The Banff Legacy Trail links the communities of Canmore and Banff via a ~25 km one-way, easy gradient paved pathway. This beautiful trail is situated on the traditional 7 territory and oral practices of the Îyârhe Nakoda (Stoney Nakoda) – comprised of the Bearspaw First Nation, Chiniki First Nation, and Wesley First Nation – as well as the Tsuut’ina First Nation and the Blackfoot Confederacy comprised of the Siksika, Piikani, Kainai. This is a free event and a great day out to enjoy the sun, take in some mountain air and get some exercise! The ride is very family friendly. We have had people come out and do a bit of the ride, half of the ride, or the whole ride there and back. This year we are excited to include a tasty food station as well, donated by Strike Group. It should be a special and memorable day!


Scars to Stars:

Residential School Presentation with Angus Cockney

You are invited to attend a presentation at the Whyte Museum of the Canadian Rockies on Thursday, September 29, 2022, at 7 p.m. Angus Cockney, a long-time Bow Valley resident, is a 13-year Residential School Survivor who was also orphaned at age eight. His presentation, "Scars and Stars," outlines that life is not without its scars. However, by sharing his story, he inspires others to move forward; in other words, one needs to feed their destiny more than their history. Please join the Whyte Museum and Angus Cockney on September 29th at 7 p.m. as we prepare for a day of reflection on the National Day for Truth and Reconciliation (September 30). This presentation is in person at the Whyte Museum of the Canadian Rockies at 7:00 p.m. Tickets are free. Online registration is encouraged.

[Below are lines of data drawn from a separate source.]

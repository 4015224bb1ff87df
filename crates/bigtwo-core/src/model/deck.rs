use crate::model::card::Card;
use crate::model::rank::Rank;
use crate::model::suit::Suit;
use rand::SeedableRng;
use rand::rngs::StdRng;
use rand::seq::SliceRandom;

#[derive(Debug, Clone)]
pub struct Deck {
    cards: Vec<Card>,
}

impl Deck {
    pub fn standard() -> Self {
        let mut cards = Vec::with_capacity(52);
        for rank in Rank::ORDERED.iter().copied() {
            for suit in Suit::ALL.iter().copied() {
                cards.push(Card::new(rank, suit));
            }
        }
        Self { cards }
    }

    pub fn shuffled<R: rand::Rng + ?Sized>(rng: &mut R) -> Self {
        let mut deck = Self::standard();
        deck.cards.shuffle(rng);
        deck
    }

    pub fn shuffled_with_seed(seed: u64) -> Self {
        let mut rng = StdRng::seed_from_u64(seed);
        Self::shuffled(&mut rng)
    }

    pub fn cards(&self) -> &[Card] {
        &self.cards
    }

    /// Splits the deck into equal consecutive slices, one per player. Any
    /// remainder when the deck does not divide evenly stays undealt.
    pub fn deal(&self, player_count: usize) -> Vec<Vec<Card>> {
        let per_player = self.cards.len() / player_count;
        (0..player_count)
            .map(|i| self.cards[i * per_player..(i + 1) * per_player].to_vec())
            .collect()
    }
}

We encourage participants to gather with us again on October 1 from 2 to 3:00 p.m. on the museum grounds around a fire to share what you did on September 30 with local Indigenous community members in attendance. Light refreshments will be served.



Teepee at RCMP Detachment

A teepee is being placed on the grounds of the Royal Canadian Mounted Police (RCMP) Detachment located at 335 Lynx Street from September 23 – October 3. On September 30, Elders from the Stoney Nakoda First Nation will be providing a prayer service between 10 a.m. and 12 p.m. The purpose of this gathering is to recognize the tragic legacy of residential schools, the missing children, the families, and the survivors.


Stoney Nakoda Nation Every Child Matters Walk

The Stoney Nation has organized an Every Child Matters walk to take place of September 30th at 112am, beginning at the historic McDougall church located on the east end of Mini Thni along highway 1A. Please contact Eve Powder for more information at 403-399-9156 or visit their Facebook page: Every Child Matters Mini Thni and Cochrane. Everyone is welcome.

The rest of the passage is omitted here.